I am a Luddite.
I have a turntable at home, on which I play vinyl albums and 45s, and I enjoy them.
I have a working cassette deck in the car, and many tapes to play in it. Not only that, I still record them for use in that environment.
At home, I still use an electric typewriter on occasion.
You are (and will be? I certainly hope) experiencing the ramblings of a man who uses modern technology to an extent, but is a little slow to embrace it wholeheartedly. Many of the rest of you have iPods, while by comparison I have several means of musical reproduction that don't involve accidental crashing of miniature hard drives or arguments about battery life. At heart, I am a person who likes things that last, things that have duration and yet can still surprise.
All of this probably goes a long way towards explaining why OverEasy tends to be the way it is...at the root, a majority of musicians, save people mostly on certain extremes in classical, avant-jazz and atonal rock, are working with the same 12 notes, repeated across a collection of octaves, mixed and reworked into a multiplicity of chords, with those precise 12 notes across the octaves deployed as melodies against those chords.
Simple.
And yet...not so much.
At the heart of OverEasy is a desire for melody, something hummable, but something distinctive...the eternal verities under which the best music always operates. Beyond that, lyrics that bring their own demonstration of quiet skill are a plus; all the rest of it is just window dressing if the words don't support the song well. In a way, the work is at least as complicated as a construction project downtown - if the structure is made out of toothpicks and festooned with sewing thread, it won't matter a whole helluva lot whether you slam the door or crash a car into it, it's still flimsy. (I'd rather hear a well-constructed instrumental over a ho-hum lyric any day.)
Good music has to be airtight, and yet let inspiration flow easily through it. Not only should it support what you want to add to it in your head (we all bring our own preconceptions to things, after all), but it also should take some of you with it as it departs. It's a balancing act to rival Calder's mobiles, if done right.

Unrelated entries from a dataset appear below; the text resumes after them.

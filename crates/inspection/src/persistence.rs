//! On-disk record of inspection cycles.

use std::{
    fs, io,
    path::{Path, PathBuf},
};

use chrono::Local;
use clap::ValueEnum;
use thiserror::Error;
use tracing::debug;
use video_ingest::Frame;

use crate::annotation::encode_jpeg;

const COUNTER_FILE: &str = "counter.txt";

#[derive(Clone, Copy, Debug, Default, PartialEq, Eq, ValueEnum)]
pub enum NamingScheme {
    /// `product_YYYYmmdd-HHMMSS.jpg`, suffixed `_1`, `_2`, ... within the same second.
    #[default]
    Timestamp,
    /// `image_<n>.jpg` with the next `n` kept in `counter.txt`.
    Counter,
}

#[derive(Debug, Error)]
pub enum PersistError {
    #[error("failed to create output directory {path}: {source}")]
    CreateDir {
        path: PathBuf,
        #[source]
        source: io::Error,
    },
    #[error("failed to write {path}: {source}")]
    Write {
        path: PathBuf,
        #[source]
        source: io::Error,
    },
    #[error("counter file {path} holds {content:?}, expected a number")]
    Counter { path: PathBuf, content: String },
    #[error("failed to encode image: {0}")]
    Encode(String),
}

/// Writes cycle images into one directory with collision-free names.
#[derive(Clone, Debug)]
pub struct CycleRecorder {
    dir: PathBuf,
    naming: NamingScheme,
    jpeg_quality: u8,
}

impl CycleRecorder {
    pub fn new(dir: impl Into<PathBuf>, naming: NamingScheme) -> Result<Self, PersistError> {
        let dir = dir.into();
        fs::create_dir_all(&dir).map_err(|source| PersistError::CreateDir {
            path: dir.clone(),
            source,
        })?;
        Ok(Self {
            dir,
            naming,
            jpeg_quality: 90,
        })
    }

    pub fn with_jpeg_quality(mut self, quality: u8) -> Self {
        self.jpeg_quality = quality;
        self
    }

    pub fn dir(&self) -> &Path {
        &self.dir
    }

    /// Store already encoded JPEG bytes under the next free name.
    pub fn save_jpeg(&self, jpeg: &[u8]) -> Result<PathBuf, PersistError> {
        let path = self.next_path()?;
        fs::write(&path, jpeg).map_err(|source| PersistError::Write {
            path: path.clone(),
            source,
        })?;
        debug!(path = %path.display(), bytes = jpeg.len(), "cycle image saved");
        Ok(path)
    }

    /// Encode and store a raw frame, without annotations.
    pub fn save_frame(&self, frame: &Frame) -> Result<PathBuf, PersistError> {
        let image = frame
            .to_rgb_image()
            .map_err(|err| PersistError::Encode(err.to_string()))?;
        let jpeg = encode_jpeg(&image, self.jpeg_quality)
            .map_err(|err| PersistError::Encode(err.to_string()))?;
        self.save_jpeg(&jpeg)
    }

    pub fn jpeg_quality(&self) -> u8 {
        self.jpeg_quality
    }

    fn next_path(&self) -> Result<PathBuf, PersistError> {
        match self.naming {
            NamingScheme::Timestamp => Ok(self.next_timestamp_path()),
            NamingScheme::Counter => self.next_counter_path(),
        }
    }

    fn next_timestamp_path(&self) -> PathBuf {
        let stem = format!("product_{}", Local::now().format("%Y%m%d-%H%M%S"));
        let mut path = self.dir.join(format!("{stem}.jpg"));
        let mut suffix = 1u32;
        while path.exists() {
            path = self.dir.join(format!("{stem}_{suffix}.jpg"));
            suffix += 1;
        }
        path
    }

    fn next_counter_path(&self) -> Result<PathBuf, PersistError> {
        let counter_path = self.dir.join(COUNTER_FILE);
        let current = match fs::read_to_string(&counter_path) {
            Ok(content) => {
                content
                    .trim()
                    .parse::<u64>()
                    .map_err(|_| PersistError::Counter {
                        path: counter_path.clone(),
                        content: content.clone(),
                    })?
            }
            Err(err) if err.kind() == io::ErrorKind::NotFound => 0,
            Err(source) => {
                return Err(PersistError::Write {
                    path: counter_path,
                    source,
                });
            }
        };
        fs::write(&counter_path, (current + 1).to_string()).map_err(|source| {
            PersistError::Write {
                path: counter_path.clone(),
                source,
            }
        })?;
        Ok(self.dir.join(format!("image_{current}.jpg")))
    }
}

That...is what it's all about, and OverEasy on a weekly basis tries to give you a sizable scoop of what can be sustaining and vital in music. It's that simple, and all that complex, all at once: laid-back doesn't mean that it can't be fearless in the process. Acoustic does not equal slow, eclectic doesn't mean unlistenable, deliberate doesn't mean unenergetic and freewheeling doesn't mean chaotic.
Almost every Sunday, and at sporadic other times, it's a mission for me to try to bring music to you that will hopefully give you joy, aid your thinking, help you dream, show you what love could be, spawn your writing, and maybe even grow the desire to do a little music-ing of your own. It's a big world for us to share, and I - sincerely - appreciate you taking part.